▶ **Exercise**: The entries below contain a stretch that opens with the line containing "pub mod catalog_store;" and closes with the line containing "let mut sorted: Vec<&SpotifyImage>"; set down that stretch exactly, both ends included, and nothing else.

:: Data section

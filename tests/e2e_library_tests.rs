//! End-to-end tests for manual add and delete.

mod common;

use common::{
    album, artist, track, FakeSpotify, TestLibrary, ALBUM_1_ID, ARTIST_1_ID, ARTIST_1_NAME,
    ARTIST_2_ID, ARTIST_2_NAME, GENRES, TRACK_1_ID,
};
use spotify_manager::catalog_store::{
    CatalogCounts, CatalogError, CatalogStore, EntityKind, ItemFilter,
};
use spotify_manager::library::{LibraryError, LibraryManager};
use spotify_manager::remote::RemoteError;

fn known_items() -> FakeSpotify {
    let spotify = FakeSpotify::new();
    spotify.add_artist(artist(ARTIST_1_ID, ARTIST_1_NAME, &GENRES));
    spotify.add_artist(artist(ARTIST_2_ID, ARTIST_2_NAME, &["art rock"]));
    spotify.add_album(album(ALBUM_1_ID, ARTIST_1_ID, "1976-10-11"));
    spotify.add_track(track(TRACK_1_ID, ARTIST_2_ID, "7gRvT5pd6Mxbha4L5XyFzH", "1997-05-21"));
    spotify
}

#[test]
fn test_add_album_by_link() {
    let library = TestLibrary::new(known_items());
    let url = format!("https://open.spotify.com/intl-de/album/{}?si=abc", ALBUM_1_ID);

    let added = library.manager().add_from_url(&url).unwrap();

    assert_eq!(added.kind, EntityKind::Album);
    assert_eq!(added.id, ALBUM_1_ID);
    assert_eq!(added.artist_id, ARTIST_1_ID);
    assert!(added.mirrored);
    assert_eq!(
        library.spotify.mutations(),
        vec![format!("save_album {}", ALBUM_1_ID)]
    );

    let items = library.store.list_all(ItemFilter::Albums).unwrap();
    assert_eq!(items.len(), 1);
    assert_eq!(items[0].artist_name, ARTIST_1_NAME);
    assert_eq!(items[0].release_year, 1976);
    assert_eq!(items[0].genres, GENRES);
}

#[test]
fn test_add_track_by_uri() {
    let library = TestLibrary::new(known_items());

    let added = library
        .manager()
        .add_from_url(&format!("spotify:track:{}", TRACK_1_ID))
        .unwrap();

    assert_eq!(added.kind, EntityKind::Track);
    let stored = library.store.get_track(TRACK_1_ID).unwrap().unwrap();
    assert_eq!(stored.artist_id, ARTIST_2_ID);
    assert_eq!(stored.release_year, 1997);
    assert_eq!(
        library.store.get_artist(ARTIST_2_ID).unwrap().unwrap().genres,
        vec!["art rock"]
    );
}

#[test]
fn test_add_artist_follows_it() {
    let library = TestLibrary::new(known_items());

    library
        .manager()
        .add_from_url(&format!("https://open.spotify.com/artist/{}", ARTIST_2_ID))
        .unwrap();

    assert!(library.store.get_artist(ARTIST_2_ID).unwrap().is_some());
    assert_eq!(
        library.spotify.mutations(),
        vec![format!("follow {}", ARTIST_2_ID)]
    );
}

#[test]
fn test_add_without_user_session_stays_local() {
    let library = TestLibrary::new(known_items());
    let manager = LibraryManager::new(library.store()).with_lookup(library.spotify.clone());

    let added = manager
        .add_from_url(&format!("spotify:album:{}", ALBUM_1_ID))
        .unwrap();

    assert!(!added.mirrored);
    assert!(library.spotify.mutations().is_empty());
    assert!(library.store.get_album(ALBUM_1_ID).unwrap().is_some());
}

#[test]
fn test_add_unknown_item_writes_nothing() {
    let library = TestLibrary::new(known_items());

    let result = library
        .manager()
        .add_from_url("https://open.spotify.com/album/0000000000000000000000");

    assert!(matches!(result, Err(LibraryError::Remote(RemoteError::NotFound(_)))));
    assert_eq!(library.store.counts().unwrap().artists, 0);
    assert!(library.spotify.mutations().is_empty());
}

#[test]
fn test_add_rejects_other_links() {
    let library = TestLibrary::new(known_items());

    for url in [
        "https://open.spotify.com/playlist/37i9dQZF1DXcBWIGoYBM5M",
        "https://example.com/album/1kM6xcSLVfVbdbQCDDEOHt",
        "not a link",
    ] {
        assert!(
            matches!(
                library.manager().add_from_url(url),
                Err(LibraryError::InvalidUrl(_))
            ),
            "{}",
            url
        );
    }
}

#[test]
fn test_delete_album_then_cleanup_owner() {
    let library = TestLibrary::new(known_items());
    let manager = library.manager();
    manager
        .add_from_url(&format!("spotify:album:{}", ALBUM_1_ID))
        .unwrap();

    let owner_delete = manager.delete(EntityKind::Artist, ARTIST_1_ID);
    assert!(matches!(
        owner_delete,
        Err(LibraryError::Catalog(CatalogError::Conflict(_)))
    ));

    assert!(manager.delete(EntityKind::Album, ALBUM_1_ID).unwrap());
    assert!(!manager.delete(EntityKind::Album, ALBUM_1_ID).unwrap());
    assert_eq!(
        library.spotify.mutations(),
        vec![
            format!("save_album {}", ALBUM_1_ID),
            format!("unsave_album {}", ALBUM_1_ID),
        ]
    );

    let cleanup = manager.cleanup().unwrap();
    assert_eq!(cleanup.artists_removed, 1);
    assert_eq!(cleanup.genres_removed, GENRES.len());
    assert_eq!(library.store.counts().unwrap(), CatalogCounts::default());
}

#[test]
fn test_added_album_survives_next_sync_once_saved() {
    let spotify = known_items();
    let library = TestLibrary::new(spotify);
    library
        .manager()
        .add_from_url(&format!("spotify:album:{}", ALBUM_1_ID))
        .unwrap();
    library
        .spotify
        .set_saved_albums(vec![album(ALBUM_1_ID, ARTIST_1_ID, "1976-10-11")]);

    let report = library.reconciler().sync_albums().unwrap();

    assert_eq!(report.counts(), (0, 0));
    assert!(library.store.get_album(ALBUM_1_ID).unwrap().is_some());
}
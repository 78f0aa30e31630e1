//! Spotify Manager Library
//!
//! A local catalog of the artists, albums and tracks in a Spotify library,
//! kept in SQLite and reconciled against the remote collection.

pub mod catalog_store;
pub mod config;
pub mod library;
pub mod reconcile;
pub mod remote;
pub mod snapshot;
pub mod sqlite_persistence;
pub mod transfer;

// Re-export commonly used types for convenience
pub use catalog_store::{CatalogStore, EntityKind, SqliteCatalogStore};
pub use library::LibraryManager;
pub use reconcile::{PassReport, Reconciler, SyncAllReport, SyncError};
pub use remote::{SpotifyApi, SpotifyClient};
pub use snapshot::{ReaderSettings, SnapshotReader};
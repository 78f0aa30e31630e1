//! Shaping raw Spotify records into catalog entities.
//!
//! Shared by the snapshot reader and the manual single-item add path, so a
//! record is accepted or rejected the same way no matter how it arrived.

use crate::catalog_store::{Album, Artist, EntityKind, Track};
use crate::remote::{ExternalUrls, SimplifiedArtist, SpotifyAlbum, SpotifyArtist, SpotifyImage, SpotifyTrack};

use super::ItemFailure;

const PREFERRED_IMAGE_WIDTH: std::ops::RangeInclusive<u32> = 200..=500;

/// Year component of a `YYYY[-MM[-DD]]` release date.
pub fn release_year(release_date: Option<&str>) -> Result<i32, String> {
    let Some(date) = release_date.map(str::trim).filter(|d| !d.is_empty()) else {
        return Err("missing release date".to_string());
    };
    let year = date.split('-').next().unwrap_or_default();
    if year.len() != 4 || !year.bytes().all(|b| b.is_ascii_digit()) {
        return Err(format!("malformed release date '{}'", date));
    }
    year.parse::<i32>()
        .map_err(|_| format!("malformed release date '{}'", date))
}

/// First image between 200 and 500 px wide, widest first; otherwise the widest.
pub fn pick_image_url(images: &[SpotifyImage]) -> Option<String> {
    let mut sorted: Vec<&SpotifyImage> = images.iter().filter(|i| !i.url.is_empty()).collect();
    sorted.sort_by(|a, b| b.width.unwrap_or(0).cmp(&a.width.unwrap_or(0)));
    sorted
        .iter()
        .find(|i| PREFERRED_IMAGE_WIDTH.contains(&i.width.unwrap_or(0)))
        .or_else(|| sorted.first())
        .map(|i| i.url.clone())
}

fn non_empty(value: Option<&str>) -> Option<String> {
    value
        .map(str::trim)
        .filter(|v| !v.is_empty())
        .map(str::to_string)
}

fn canonical_uri(uri: &str, kind: EntityKind, id: &str) -> String {
    if uri.is_empty() {
        format!("spotify:{}:{}", kind, id)
    } else {
        uri.to_string()
    }
}

fn canonical_url(urls: &ExternalUrls, kind: EntityKind, id: &str) -> String {
    non_empty(urls.spotify.as_deref())
        .unwrap_or_else(|| format!("https://open.spotify.com/{}/{}", kind, id))
}

/// Id of the owning artist, which is the first credited one.
pub fn owner_id(artists: &[SimplifiedArtist]) -> Option<String> {
    artists.first().and_then(|a| non_empty(a.id.as_deref()))
}

pub fn artist_from_remote(raw: &SpotifyArtist) -> Result<Artist, ItemFailure> {
    let Some(id) = non_empty(raw.id.as_deref()) else {
        return Err(ItemFailure::new(EntityKind::Artist, None, "missing id"));
    };
    if raw.name.trim().is_empty() {
        return Err(ItemFailure::new(EntityKind::Artist, Some(id), "missing name"));
    }
    Ok(Artist {
        name: raw.name.clone(),
        genres: raw.genres.clone(),
        uri: canonical_uri(&raw.uri, EntityKind::Artist, &id),
        url: canonical_url(&raw.external_urls, EntityKind::Artist, &id),
        image_url: pick_image_url(&raw.images),
        id,
    })
}

/// The album plus the id of its owning artist.
pub fn album_from_remote(raw: &SpotifyAlbum) -> Result<(Album, String), ItemFailure> {
    let Some(id) = non_empty(raw.id.as_deref()) else {
        return Err(ItemFailure::new(EntityKind::Album, None, "missing id"));
    };
    let Some(artist_id) = owner_id(&raw.artists) else {
        return Err(ItemFailure::new(EntityKind::Album, Some(id), "missing artist"));
    };
    let release_year = release_year(raw.release_date.as_deref())
        .map_err(|reason| ItemFailure::new(EntityKind::Album, Some(id.clone()), reason))?;

    let album = Album {
        artist_id: artist_id.clone(),
        name: raw.name.clone(),
        release_year,
        uri: canonical_uri(&raw.uri, EntityKind::Album, &id),
        url: canonical_url(&raw.external_urls, EntityKind::Album, &id),
        id,
    };
    Ok((album, artist_id))
}

/// The track plus the id of its owning artist. The release year comes from
/// the album the track appears on.
pub fn track_from_remote(raw: &SpotifyTrack) -> Result<(Track, String), ItemFailure> {
    let Some(id) = non_empty(raw.id.as_deref()) else {
        return Err(ItemFailure::new(EntityKind::Track, None, "missing id"));
    };
    let Some(artist_id) = owner_id(&raw.artists) else {
        return Err(ItemFailure::new(EntityKind::Track, Some(id), "missing artist"));
    };
    let Some(album) = raw.album.as_ref() else {
        return Err(ItemFailure::new(EntityKind::Track, Some(id), "missing album"));
    };
    let Some(album_id) = non_empty(album.id.as_deref()) else {
        return Err(ItemFailure::new(EntityKind::Track, Some(id), "missing album id"));
    };
    let release_year = release_year(album.release_date.as_deref())
        .map_err(|reason| ItemFailure::new(EntityKind::Track, Some(id.clone()), reason))?;

    let track = Track {
        artist_id: artist_id.clone(),
        album_id,
        name: raw.name.clone(),
        release_year,
        uri: canonical_uri(&raw.uri, EntityKind::Track, &id),
        url: canonical_url(&raw.external_urls, EntityKind::Track, &id),
        id,
    };
    Ok((track, artist_id))
}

::::

▶ **Reply to the exercise**:
pub mod catalog_store;
pub mod config;
pub mod library;
pub mod reconcile;
pub mod remote;
pub mod snapshot;
pub mod sqlite_persistence;
pub mod transfer;

// Re-export commonly used types for convenience
pub use catalog_store::{CatalogStore, EntityKind, SqliteCatalogStore};
pub use library::LibraryManager;
pub use reconcile::{PassReport, Reconciler, SyncAllReport, SyncError};
pub use remote::{SpotifyApi, SpotifyClient};
pub use snapshot::{ReaderSettings, SnapshotReader};
repository 78f0aa30e31630e1
//! Shaping raw Spotify records into catalog entities.
//!
//! Shared by the snapshot reader and the manual single-item add path, so a
//! record is accepted or rejected the same way no matter how it arrived.

use crate::catalog_store::{Album, Artist, EntityKind, Track};
use crate::remote::{ExternalUrls, SimplifiedArtist, SpotifyAlbum, SpotifyArtist, SpotifyImage, SpotifyTrack};

use super::ItemFailure;

const PREFERRED_IMAGE_WIDTH: std::ops::RangeInclusive<u32> = 200..=500;

/// Year component of a `YYYY[-MM[-DD]]` release date.
pub fn release_year(release_date: Option<&str>) -> Result<i32, String> {
    let Some(date) = release_date.map(str::trim).filter(|d| !d.is_empty()) else {
        return Err("missing release date".to_string());
    };
    let year = date.split('-').next().unwrap_or_default();
    if year.len() != 4 || !year.bytes().all(|b| b.is_ascii_digit()) {
        return Err(format!("malformed release date '{}'", date));
    }
    year.parse::<i32>()
        .map_err(|_| format!("malformed release date '{}'", date))
}

/// First image between 200 and 500 px wide, widest first; otherwise the widest.
pub fn pick_image_url(images: &[SpotifyImage]) -> Option<String> {
    let mut sorted: Vec<&SpotifyImage> = images.iter().filter(|i| !i.url.is_empty()).collect();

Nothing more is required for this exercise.